My buddy with the only carp I have ever seen eat a jiggin rap and minnow LOL


----------



## Minnowhead (Jan 12, 2011)




----------



## jared015 (Jul 20, 2012)

My first year ice fishing on Lake Erie me and my buddy went out with a two-stroke sport quad and my two person shanty my father-in-law bought for me.

Went out in the morning scared as hell and by noon a storm came in with 20+ mile an hour winds and I could not see shore anymore.

It was not very smart


----------



## jared015 (Jul 20, 2012)

Upgraded my shanty and started going out with somebody who knew what he was doing ,Tim Huntindoggie on OGF, and started catching fish.

So excited to see the polar vortex coming I hope we actually get a chance to go on the big lake this year.


----------



## fishdealer04 (Aug 27, 2006)

Hoping for a long cold winter. Getting the shanty out of the shed this week and ready to go. Fingers Crossed!


----------



## huntindoggie22 (Mar 28, 2008)

december 23rd last year!!!


----------



## STRONGPERSUADER (Nov 5, 2006)

Just my girls on veterans park lake waiting on the stocked trout. 20 and 18 now and still like going.


----------



## mattlecon (Aug 6, 2013)

My biggest walleye to date and through the ice by West sister in 2014. 12.4lbs what a ball. Hoping for more good ice!


----------



## ErieGoldSportfishing (Feb 5, 2009)

Also caught near West Sister in Feb of 2014. Measured 31.75 long, 22.5" girth. Took this pic and stuffed her back down the hole. Length/girth estimator calculation put her in the low to mid 14's.

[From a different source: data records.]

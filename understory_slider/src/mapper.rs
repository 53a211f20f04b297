// Copyright 2025 the Understory Authors
// SPDX-License-Identifier: Apache-2.0 OR MIT

//! Value mapper: conversions between logical values and thumb offsets.
//!
//! ## Overview
//!
//! A [`ValueMapper`] is a small `Copy` view over a [`Range`], the measured
//! [`GeometrySnapshot`], and the layout direction. It owns the ratio math:
//!
//! - [`ValueMapper::offset`] projects a value onto the track (used for rendering).
//! - [`ValueMapper::value_from_offset`] maps a thumb offset back to a clamped,
//!   optionally quantized value (used while dragging).
//!
//! Right-to-left layouts mirror the ratio: `r` becomes `1 - r` in both directions.
//!
//! ## Degenerate inputs
//!
//! A zero-length range, an unmeasured geometry, or a thumb at least as wide as
//! its container all short-circuit to ratio `0` instead of dividing by zero.
//!
//! ```
//! use kurbo::Size;
//! use understory_slider::geometry::GeometrySnapshot;
//! use understory_slider::mapper::ValueMapper;
//! use understory_slider::types::Range;
//!
//! let geometry = GeometrySnapshot::measured(
//!     Size::new(300.0, 40.0),
//!     Size::new(300.0, 4.0),
//!     Size::new(20.0, 20.0),
//! );
//! let range = Range::new(0.0, 100.0, 10.0).unwrap();
//! let mapper = ValueMapper::new(range, geometry, false);
//!
//! assert_eq!(mapper.track_length(), 280.0);
//! assert_eq!(mapper.offset(50.0), 140.0);
//! // 133 / 280 = 0.475 → 47.5 → rounds to the 50 step.
//! assert_eq!(mapper.value_from_offset(133.0), 50.0);
//! ```

use crate::geometry::GeometrySnapshot;
use crate::types::Range;

/// Pure value ↔ offset conversions for one geometry and range.
#[derive(Copy, Clone, Debug, PartialEq)]
pub struct ValueMapper {
    range: Range,
    track_length: f64,
    thumb_width: f64,
    rtl: bool,
}

impl ValueMapper {
    /// Create a mapper. `rtl` mirrors the axis for right-to-left layouts.
    pub fn new(range: Range, geometry: GeometrySnapshot, rtl: bool) -> Self {
        Self {
            range,
            track_length: geometry.track_length(),
            thumb_width: geometry.thumb.width,
            rtl,
        }
    }

    /// The range this mapper quantizes and clamps to.
    pub fn range(&self) -> Range {
        self.range
    }

    /// Whether the axis is mirrored.
    pub fn is_rtl(&self) -> bool {
        self.rtl
    }

    /// Distance the thumb travels between `minimum` and `maximum`.
    pub fn track_length(&self) -> f64 {
        self.track_length
    }

    /// Whether the track is long enough to map offsets at all.
    pub fn has_track(&self) -> bool {
        self.track_length > 0.0
    }

    /// Normalized position of `value` along the logical range.
    ///
    /// Not clamped: values outside the range produce ratios outside `[0, 1]`.
    /// Returns `0` for a degenerate range.
    pub fn ratio(&self, value: f64) -> f64 {
        if self.range.is_degenerate() {
            return 0.0;
        }
        let ratio = (value - self.range.minimum) / self.range.span();
        if ratio.is_nan() { 0.0 } else { ratio }
    }

    /// Thumb offset from the start of the container for `value`.
    pub fn offset(&self, value: f64) -> f64 {
        if !self.has_track() {
            return 0.0;
        }
        self.mirror(self.ratio(value)) * self.track_length
    }

    /// Length of the filled part of the track, up to the thumb centre.
    pub fn minimum_track_length(&self, value: f64) -> f64 {
        self.offset(value) + self.thumb_width / 2.0
    }

    /// Value for a thumb at `offset`, clamped and quantized to the range.
    ///
    /// With a step, the step count is rounded half away from zero before
    /// clamping, so a rounded value past a bound is pulled back in.
    pub fn value_from_offset(&self, offset: f64) -> f64 {
        let ratio = if self.has_track() && !offset.is_nan() {
            self.mirror(offset / self.track_length)
        } else {
            0.0
        };
        self.value_from_ratio(ratio)
    }

    /// Value at normalized position `ratio`, clamped and quantized.
    pub fn value_from_ratio(&self, ratio: f64) -> f64 {
        let Range { minimum, step, .. } = self.range;
        if self.range.is_degenerate() || ratio.is_nan() {
            return minimum;
        }
        let span = self.range.span();
        let value = if step > 0.0 {
            minimum + (ratio * span / step).round() * step
        } else {
            ratio * span + minimum
        };
        // `0 * inf` on a span that overflowed.
        self.clamp(value)
    }

    /// Clamp an externally supplied value into the range. NaN maps to `minimum`.
    pub fn clamp(&self, value: f64) -> f64 {
        if value.is_nan() {
            self.range.minimum
        } else {
            value.clamp(self.range.minimum, self.range.maximum)
        }
    }

    fn mirror(&self, ratio: f64) -> f64 {
        if self.rtl { 1.0 - ratio } else { ratio }
    }
}

#[cfg(test)]
mod tests {
    use super::*;
    use kurbo::Size;

    fn geometry(container: f64, thumb: f64) -> GeometrySnapshot {
        GeometrySnapshot::measured(
            Size::new(container, 40.0),
            Size::new(container, 4.0),
            Size::new(thumb, 20.0),
        )
    }

    fn unit() -> Range {
        Range::default()
    }

    fn close(a: f64, b: f64) -> bool {
        (a - b).abs() < 1e-9
    }

    #[test]
    fn offsets_at_bounds() {
        let m = ValueMapper::new(unit(), geometry(300.0, 20.0), false);
        assert_eq!(m.offset(0.0), 0.0);
        assert_eq!(m.offset(1.0), 280.0);

        let m = ValueMapper::new(unit(), geometry(300.0, 20.0), true);
        assert_eq!(m.offset(0.0), 280.0);
        assert_eq!(m.offset(1.0), 0.0);
    }

    #[test]
    fn continuous_drag_to_midpoint() {
        let m = ValueMapper::new(unit(), geometry(300.0, 20.0), false);
        assert!(close(m.value_from_offset(140.0), 0.5));
    }

    #[test]
    fn stepped_rounds_to_nearest_step() {
        let range = Range::new(0.0, 100.0, 10.0).unwrap();
        let m = ValueMapper::new(range, geometry(300.0, 20.0), false);
        assert_eq!(m.value_from_offset(133.0), 50.0);
        assert_eq!(m.value_from_offset(125.0), 40.0);
        assert_eq!(m.value_from_offset(0.0), 0.0);
        assert_eq!(m.value_from_offset(280.0), 100.0);
    }

    #[test]
    fn step_rounding_is_half_away_from_zero() {
        // ratio 0.25 over [0, 4] with step 2 → 0.5 steps → rounds up to 1 step.
        let range = Range::new(0.0, 4.0, 2.0).unwrap();
        let m = ValueMapper::new(range, geometry(120.0, 20.0), false);
        assert_eq!(m.value_from_offset(25.0), 2.0);
        // Negative offsets round away from zero, then clamp back to minimum.
        assert_eq!(m.value_from_offset(-25.0), 0.0);
    }

    #[test]
    fn rounded_value_past_bound_is_clamped() {
        // Span 10 with step 4: lattice 0, 4, 8, 12; 12 is pulled back to 10.
        let range = Range::new(0.0, 10.0, 4.0).unwrap();
        let m = ValueMapper::new(range, geometry(120.0, 20.0), false);
        assert_eq!(m.value_from_offset(100.0), 10.0);
        assert_eq!(m.value_from_offset(95.0), 8.0);
    }

    #[test]
    fn rtl_mirrors_drag() {
        let m = ValueMapper::new(unit(), geometry(300.0, 20.0), true);
        // Raw ratio 0.3 → effective 0.7.
        assert!(close(m.value_from_offset(0.3 * 280.0), 0.7));
    }

    #[test]
    fn clamps_far_outside_track() {
        let range = Range::new(-5.0, 5.0, 0.0).unwrap();
        let m = ValueMapper::new(range, geometry(300.0, 20.0), false);
        assert_eq!(m.value_from_offset(1e12), 5.0);
        assert_eq!(m.value_from_offset(-1e12), -5.0);
        assert_eq!(m.value_from_offset(f64::INFINITY), 5.0);
        assert_eq!(m.value_from_offset(f64::NEG_INFINITY), -5.0);
        assert_eq!(m.value_from_offset(f64::NAN), -5.0);
    }

    #[test]
    fn degenerate_range_pins_minimum() {
        let range = Range::normalized(3.0, 3.0, 0.0);
        let m = ValueMapper::new(range, geometry(300.0, 20.0), false);
        assert_eq!(m.ratio(3.0), 0.0);
        assert_eq!(m.offset(3.0), 0.0);
        assert_eq!(m.value_from_offset(200.0), 3.0);
    }

    #[test]
    fn invalid_track_is_ratio_zero() {
        let m = ValueMapper::new(unit(), GeometrySnapshot::default(), false);
        assert!(!m.has_track());
        assert_eq!(m.offset(0.7), 0.0);
        assert_eq!(m.value_from_offset(50.0), 0.0);

        // Thumb wider than its container.
        let m = ValueMapper::new(unit(), geometry(10.0, 20.0), true);
        assert_eq!(m.track_length(), -10.0);
        assert_eq!(m.offset(1.0), 0.0);
        assert_eq!(m.value_from_offset(5.0), 0.0);
    }

    #[test]
    fn minimum_track_reaches_thumb_centre() {
        let m = ValueMapper::new(unit(), geometry(300.0, 20.0), false);
        assert_eq!(m.minimum_track_length(0.0), 10.0);
        assert_eq!(m.minimum_track_length(1.0), 290.0);
    }

    #[test]
    fn clamp_external_values() {
        let range = Range::new(0.0, 10.0, 0.0).unwrap();
        let m = ValueMapper::new(range, geometry(300.0, 20.0), false);
        assert_eq!(m.clamp(12.0), 10.0);
        assert_eq!(m.clamp(-1.0), 0.0);
        assert_eq!(m.clamp(f64::NAN), 0.0);
        assert_eq!(m.clamp(4.5), 4.5);
    }

    #[test]
    fn unrepresentable_span_never_yields_nan() {
        // Built directly, bypassing validation.
        let range = Range {
            minimum: -f64::MAX,
            maximum: f64::MAX,
            step: 0.0,
        };
        let m = ValueMapper::new(range, geometry(300.0, 20.0), false);
        for offset in [0.0, 140.0, 280.0, f64::INFINITY] {
            assert!(!m.value_from_offset(offset).is_nan(), "offset {offset}");
        }
        assert_eq!(m.value_from_ratio(0.0), -f64::MAX);
    }
}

#eriegoldfishingadventures


----------



## Rooster (Apr 8, 2004)

I’ve only been addicted to the ice for a couple of years now. This is from my first trip on the ice. We spent a few nights in a sleeper on Houghton. Didn’t catch may fish, but still had a GOOD time!


----------



## CFIden (Oct 9, 2014)

Rooster said:


> I’ve only been addicted to the ice for a couple of years now. This is from my first trip on the ice. We spent a few nights in a sleeper on Houghton. Didn’t catch may fish, but still had a GOOD time!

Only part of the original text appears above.